The kind of dealership that complements you a very nice loaner car to drive while your car is being serviced in that high-tech, state-of-the-art shop to which you have a live view feed from the waiting lounge.

Don't let the Dodge logo fool you. The loaner car may have been made in Michigan, but this was no domestic car dealership. Verstehst du?





Auf wiedersehen.


.

Monday, August 22, 2011

He Called Me Baby

Ah, once again I took the Island Hopper flight from Truk to Hawaii. Yes, I love that flight, except for when I can't sleep on the Majuro to Honolulu portion because of all the Cokes I'd drunk from Truk to Kwajelein. Continental merged with United in the last year, and is now part of the Star Alliance group.

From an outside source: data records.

impl ColumnValue {
    /// Returns the text, if this is a text value.
    #[must_use]
    pub fn as_str(&self) -> Option<&str> {
        match self {
            Self::Text(s) => Some(s),
            _ => None,
        }
    }

    /// Returns the number as `f64`, if this is numeric.
    #[must_use]
    #[allow(clippy::cast_precision_loss)]
    pub const fn as_f64(&self) -> Option<f64> {
        match self {
            Self::Real(v) => Some(*v),
            Self::Integer(v) => Some(*v as f64),
            _ => None,
        }
    }

    /// Returns the integer, if this is an integer value.
    #[must_use]
    pub const fn as_i64(&self) -> Option<i64> {
        match self {
            Self::Integer(v) => Some(*v),
            _ => None,
        }
    }

    /// Returns the bytes, if this is a binary value.
    #[must_use]
    pub fn as_blob(&self) -> Option<&[u8]> {
        match self {
            Self::Blob(b) => Some(b),
            _ => None,
        }
    }

    /// Renders the value for display in a table cell.
    #[must_use]
    pub fn display(&self) -> String {
        match self {
            Self::Null => String::new(),
            Self::Integer(v) => v.to_string(),
            Self::Real(v) => v.to_string(),
            Self::Text(s) => s.clone(),
            Self::Blob(b) => format!("<{} bytes>", b.len()),
        }
    }
}

/// One row of a projection, holding values in the requested column order.
#[derive(Debug, Clone, Default, PartialEq)]
pub struct ProjectedRow {
    values: Vec<(ReportColumn, ColumnValue)>,
}

impl ProjectedRow {
    /// Creates an empty row.
    #[must_use]
    pub const fn new() -> Self {
        Self { values: Vec::new() }
    }

    /// Appends a column value.
    pub fn push(&mut self, column: ReportColumn, value: ColumnValue) {
        self.values.push((column, value));
    }

    /// Returns the value of `column`, if it was projected.
    #[must_use]
    pub fn get(&self, column: ReportColumn) -> Option<&ColumnValue> {
        self.values
            .iter()
            .find(|(c, _)| *c == column)
            .map(|(_, v)| v)
    }

    /// Iterates values in projection order.
    pub fn iter(&self) -> impl Iterator<Item = &(ReportColumn, ColumnValue)> {
        self.values.iter()
    }

    fn text(&self, column: ReportColumn) -> Option<String> {
        self.get(column)
            .and_then(ColumnValue::as_str)
            .map(ToString::to_string)
    }

    fn real(&self, column: ReportColumn) -> Option<f64> {
        self.get(column).and_then(ColumnValue::as_f64)
    }

    fn required_text(&self, column: ReportColumn) -> Result<String, ReportConversionError> {
        self.text(column)
            .ok_or_else(|| ReportConversionError::missing(column))
    }

    fn required_real(&self, column: ReportColumn) -> Result<f64, ReportConversionError> {
        self.real(column)
            .ok_or_else(|| ReportConversionError::missing(column))
    }
}

/// Error returned when a [`ProjectedRow`] cannot form a [`Report`].
#[derive(Debug, Clone, PartialEq, Eq, Error)]
#[error("invalid report row: {message}")]
pub struct ReportConversionError {
    /// What went wrong.
    pub message: String,
}

impl ReportConversionError {
    fn missing(column: ReportColumn) -> Self {
        Self {
            message: format!("missing or mistyped column {}", column.as_ref()),
        }
    }
}

impl TryFrom<ProjectedRow> for Report {
    type Error = ReportConversionError;

    /// Builds a report from a row projected with [`ReportColumn::all`].
    ///
    /// Nullable measurement columns default to zero, matching the form's
    /// default when the optional dimensions are left blank.
    fn try_from(row: ProjectedRow) -> Result<Self, Self::Error> {
        let id = row
            .get(ReportColumn::Id)
            .and_then(ColumnValue::as_i64)
            .ok_or_else(|| ReportConversionError::missing(ReportColumn::Id))?;

        let status = match row.text(ReportColumn::Status) {
            Some(code) => code.parse().map_err(|_| ReportConversionError {
                message: format!("unknown status code {code:?}"),
            })?,
            None => ReportStatus::default(),
        };

        let created_at = match row.text(ReportColumn::CreatedAt) {
            Some(ts) => Some(NaiveDateTime::parse_from_str(&ts, TIMESTAMP_FORMAT).map_err(
                |e| ReportConversionError {
                    message: format!("bad timestamp {ts:?}: {e}"),
                },
            )?),
            None => None,
        };

        Ok(Self {
            id,
            contact: ContactInfo {
                email: row.required_text(ReportColumn::Email)?,
                phone: row.required_text(ReportColumn::Phone)?,
            },
            address: ReportAddress {
                display_name: row.text(ReportColumn::Address),
                postcode: row.text(ReportColumn::Postcode),
                city: row.text(ReportColumn::City),
                state: row.text(ReportColumn::State),
                country: row.text(ReportColumn::Country),
            },
            coordinates: Coordinates {
                latitude: row.required_real(ReportColumn::Latitude)?,
                longitude: row.required_real(ReportColumn::Longitude)?,
            },
            image_name: row.text(ReportColumn::ImageName),
            image: row
                .get(ReportColumn::ImageBlob)
                .and_then(ColumnValue::as_blob)
                .map(<[u8]>::to_vec)
                .unwrap_or_default(),
            dimensions: Dimensions {
                breadth: row.real(ReportColumn::Breadth).unwrap_or(0.0),
                length: row.real(ReportColumn::Length).unwrap_or(0.0),
                depth: row.real(ReportColumn::Depth).unwrap_or(0.0),
            },
            status,
            created_at,
        })
    }
}
//! Order Pricing - Totals in Local and Foreign Currency
//!
//! Wraps the pure pricing math around the rate-feed port. Quotes are
//! fetched at most once per call, shared across every order in a list
//! response, and not fetched at all when no order in the batch has any
//! line items (the empty aggregate is undefined and needs no rate).
//!
//! A feed failure or a missing/unusable quote is surfaced to the
//! caller - there is no fallback value for the foreign total.

use std::sync::Arc;

use rust_decimal::Decimal;
use rust_decimal::prelude::ToPrimitive;
use thiserror::Error;
use tracing::{debug, instrument};

use crate::domain::catalog::OrderWithItems;
use crate::domain::pricing;
use crate::domain::pricing::QuoteError;
use crate::ports::rate_feed::{RateFeed, RateFeedError};

/// Computed totals for one order. Both are `None` for an order with no
/// line items.
#[derive(Debug, Clone, Copy, PartialEq)]
pub struct OrderTotals {
    /// Exact sum of `unit_price * quantity`, unrounded.
    pub local: Option<f64>,
    /// Local total divided by the buy rate, rounded to 2 decimals.
    pub foreign: Option<f64>,
}

impl OrderTotals {
    const EMPTY: Self = Self { local: None, foreign: None };
}

/// Failure to compute a foreign-currency total.
#[derive(Debug, Error)]
pub enum PricingError {
    #[error(transparent)]
    Quote(#[from] QuoteError),

    #[error(transparent)]
    Feed(#[from] RateFeedError),
}

/// Computes order totals against a quote feed.
pub struct OrderPricer {
    feed: Arc<dyn RateFeed>,
    /// Display name of the quote used for conversion.
    quote_label: String,
}

impl OrderPricer {
    pub fn new(feed: Arc<dyn RateFeed>, quote_label: impl Into<String>) -> Self {
        Self { feed, quote_label: quote_label.into() }
    }

    /// Totals for a single order.
    pub async fn price(&self, order: &OrderWithItems) -> Result<OrderTotals, PricingError> {
        let mut totals = self.price_all(std::slice::from_ref(order)).await?;
        // price_all returns exactly one entry per input order.
        Ok(totals.pop().unwrap_or(OrderTotals::EMPTY))
    }

    /// Totals for a batch of orders, fetching quotes at most once.
    #[instrument(skip(self, orders), fields(orders = orders.len(), quote = %self.quote_label))]
    pub async fn price_all(
        &self,
        orders: &[OrderWithItems],
    ) -> Result<Vec<OrderTotals>, PricingError> {
        let locals: Vec<Option<Decimal>> = orders
            .iter()
            .map(|order| pricing::total_local(&order.lines))
            .collect();

        if locals.iter().all(Option::is_none) {
            return Ok(vec![OrderTotals::EMPTY; locals.len()]);
        }

        let quotes = self.feed.main_quotes().await?;
        let rate = pricing::buy_rate(&quotes, &self.quote_label)?;
        debug!(%rate, quotes = quotes.len(), "exchange rate resolved");

        Ok(locals
            .into_iter()
            .map(|total| match total {
                None => OrderTotals::EMPTY,
                Some(total) => OrderTotals {
                    local: total.to_f64(),
                    foreign: pricing::to_foreign(total, rate).to_f64(),
                },
            })
            .collect())
    }
}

Upon taxiing to the runway a pre-flight video presentation is shown on the cabin monitors, in which Jeff Smisek, the CEO of the newly merged companies, makes two statements which catch my attention.

1. Hundreds of  airplanes have been repainted. When the plane landed in Truk I noticed that UNITED, in bleak, straight font replaced the once graceful "Continental Air Micronesia" on the plane's flanks.

Chuuk (Truk) International Airport


I asked the ground staff for a complimentary upgrade to business class. There were none available, but that was okay because I got to sit next to Mike, a slightly built, handsome flight attendant based out of Guam. Our conversation started by his complements about my brown clogs. He used to wear a black pair until the seams on the toes gave out to constant wear and tear from the cabin carts.

We were greeted by ominous clouds over Pohnpei (Ponape), an omen for the weather at my final destination.


A treat that one MUST get in Kosrae is their tangerines. Oh, they are sweet and absolutely juicy. I left my purse on the cart at the airplane so I didn't have any money on me. Thank goodness for the friendliness of the Marshallese people, for I bummed two dollars and fifty cents from a young man who was actually very happy to help me out. "They're that good?" he asked. Oh yes, they were worth more than the extra fifty cents I paid him back when we got back on the plane.

Tangerines in Kosrae.


I just had to show off my ecstasy from having gotten my palate on a whole bag of this food for the gods.



I was very surprised when the cabin crew announced that taking of photographs on/of Kwajelein was not permitted. I didn't want to find out what the punishment would be, so I kept my camera in its bag until we landed in Majuro. This is where the young man who loaned me the money to buy the tangerines disembarked. It was dark even before we landed, which made me look forward to a four and a half hour snooze en route to Honolulu.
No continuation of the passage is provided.